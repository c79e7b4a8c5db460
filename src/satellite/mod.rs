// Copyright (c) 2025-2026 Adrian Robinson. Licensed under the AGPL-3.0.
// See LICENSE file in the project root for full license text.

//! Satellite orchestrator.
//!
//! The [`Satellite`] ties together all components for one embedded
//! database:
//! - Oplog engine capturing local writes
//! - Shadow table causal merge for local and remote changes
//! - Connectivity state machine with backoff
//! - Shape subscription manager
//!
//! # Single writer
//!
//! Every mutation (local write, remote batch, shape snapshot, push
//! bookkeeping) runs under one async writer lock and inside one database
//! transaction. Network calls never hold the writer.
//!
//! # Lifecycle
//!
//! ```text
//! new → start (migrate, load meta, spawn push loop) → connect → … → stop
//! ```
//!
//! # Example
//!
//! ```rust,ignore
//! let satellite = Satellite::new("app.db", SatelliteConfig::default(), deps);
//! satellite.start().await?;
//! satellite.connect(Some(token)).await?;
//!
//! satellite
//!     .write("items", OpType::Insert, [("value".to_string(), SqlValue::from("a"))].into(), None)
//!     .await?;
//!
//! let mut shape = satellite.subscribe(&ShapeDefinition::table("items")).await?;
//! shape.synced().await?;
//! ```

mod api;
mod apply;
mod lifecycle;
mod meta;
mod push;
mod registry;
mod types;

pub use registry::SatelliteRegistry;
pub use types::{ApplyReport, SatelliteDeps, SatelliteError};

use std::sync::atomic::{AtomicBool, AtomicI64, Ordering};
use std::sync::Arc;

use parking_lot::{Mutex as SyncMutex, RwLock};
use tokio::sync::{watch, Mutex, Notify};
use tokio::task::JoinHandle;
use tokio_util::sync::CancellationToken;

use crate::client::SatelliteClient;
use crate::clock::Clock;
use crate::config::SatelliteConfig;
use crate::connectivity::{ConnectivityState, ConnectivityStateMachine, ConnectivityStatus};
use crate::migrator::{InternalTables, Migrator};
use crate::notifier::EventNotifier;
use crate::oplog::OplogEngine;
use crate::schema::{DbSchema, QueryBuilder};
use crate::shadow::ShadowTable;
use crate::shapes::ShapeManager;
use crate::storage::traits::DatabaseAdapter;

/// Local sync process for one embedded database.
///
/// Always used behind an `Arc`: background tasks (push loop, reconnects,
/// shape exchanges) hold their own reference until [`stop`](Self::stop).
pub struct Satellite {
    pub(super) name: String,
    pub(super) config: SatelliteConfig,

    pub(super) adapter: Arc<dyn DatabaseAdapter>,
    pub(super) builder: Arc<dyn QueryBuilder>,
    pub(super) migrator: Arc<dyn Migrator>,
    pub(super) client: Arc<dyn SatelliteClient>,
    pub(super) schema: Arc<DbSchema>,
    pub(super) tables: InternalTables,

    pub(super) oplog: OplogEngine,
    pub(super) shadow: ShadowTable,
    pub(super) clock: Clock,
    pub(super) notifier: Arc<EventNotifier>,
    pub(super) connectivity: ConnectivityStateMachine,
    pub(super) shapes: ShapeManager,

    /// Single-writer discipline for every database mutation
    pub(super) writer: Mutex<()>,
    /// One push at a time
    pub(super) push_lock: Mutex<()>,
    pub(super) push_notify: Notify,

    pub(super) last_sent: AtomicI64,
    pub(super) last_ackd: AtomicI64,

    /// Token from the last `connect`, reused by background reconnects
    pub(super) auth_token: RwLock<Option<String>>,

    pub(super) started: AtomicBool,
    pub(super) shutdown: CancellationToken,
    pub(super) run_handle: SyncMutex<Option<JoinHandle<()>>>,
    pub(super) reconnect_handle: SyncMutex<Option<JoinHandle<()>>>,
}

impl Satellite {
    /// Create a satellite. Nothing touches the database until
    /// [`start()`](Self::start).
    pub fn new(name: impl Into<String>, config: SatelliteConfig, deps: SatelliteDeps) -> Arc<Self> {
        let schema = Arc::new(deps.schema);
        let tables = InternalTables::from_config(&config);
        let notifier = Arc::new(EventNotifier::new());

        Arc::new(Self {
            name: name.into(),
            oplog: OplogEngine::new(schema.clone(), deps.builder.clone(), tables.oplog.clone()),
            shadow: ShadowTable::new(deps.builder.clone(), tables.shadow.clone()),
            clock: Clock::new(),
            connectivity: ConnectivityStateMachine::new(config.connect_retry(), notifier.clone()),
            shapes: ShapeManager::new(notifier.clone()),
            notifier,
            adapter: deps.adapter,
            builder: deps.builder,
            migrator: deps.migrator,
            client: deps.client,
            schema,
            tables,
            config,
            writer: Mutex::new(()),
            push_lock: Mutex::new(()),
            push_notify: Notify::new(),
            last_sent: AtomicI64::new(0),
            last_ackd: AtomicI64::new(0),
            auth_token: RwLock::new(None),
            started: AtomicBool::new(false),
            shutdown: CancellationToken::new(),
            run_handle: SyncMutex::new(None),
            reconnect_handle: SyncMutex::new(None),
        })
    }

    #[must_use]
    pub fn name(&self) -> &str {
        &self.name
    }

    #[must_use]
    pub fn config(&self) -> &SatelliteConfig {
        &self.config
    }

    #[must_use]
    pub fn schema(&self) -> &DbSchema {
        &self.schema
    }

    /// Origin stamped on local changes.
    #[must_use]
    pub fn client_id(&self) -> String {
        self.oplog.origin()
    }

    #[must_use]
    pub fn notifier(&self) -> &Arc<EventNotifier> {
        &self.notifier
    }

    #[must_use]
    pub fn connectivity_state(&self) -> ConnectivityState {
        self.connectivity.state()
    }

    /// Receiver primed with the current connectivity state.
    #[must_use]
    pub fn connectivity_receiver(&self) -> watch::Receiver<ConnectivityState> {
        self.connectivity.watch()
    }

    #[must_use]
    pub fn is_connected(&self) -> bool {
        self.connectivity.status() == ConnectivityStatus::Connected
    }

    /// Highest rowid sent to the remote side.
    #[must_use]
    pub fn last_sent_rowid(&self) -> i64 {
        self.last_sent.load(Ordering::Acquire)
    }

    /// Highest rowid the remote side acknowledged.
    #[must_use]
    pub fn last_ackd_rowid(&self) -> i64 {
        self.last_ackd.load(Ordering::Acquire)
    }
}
+-------+
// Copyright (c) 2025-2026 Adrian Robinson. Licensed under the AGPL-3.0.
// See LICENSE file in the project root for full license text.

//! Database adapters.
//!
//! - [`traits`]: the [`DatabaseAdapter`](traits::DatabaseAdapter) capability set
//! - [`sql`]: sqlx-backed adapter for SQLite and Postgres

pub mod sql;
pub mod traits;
+-------+
Try it
Of the lines above, extract only those from the line with "repository c79e7b4a8c5db460" to the line with "components for one embedded", both included, exactly as written.

Reply
repository c79e7b4a8c5db460
filename src/satellite/mod.rs
// Copyright (c) 2025-2026 Adrian Robinson. Licensed under the AGPL-3.0.
// See LICENSE file in the project root for full license text.

//! Satellite orchestrator.
//!
//! The [`Satellite`] ties together all components for one embedded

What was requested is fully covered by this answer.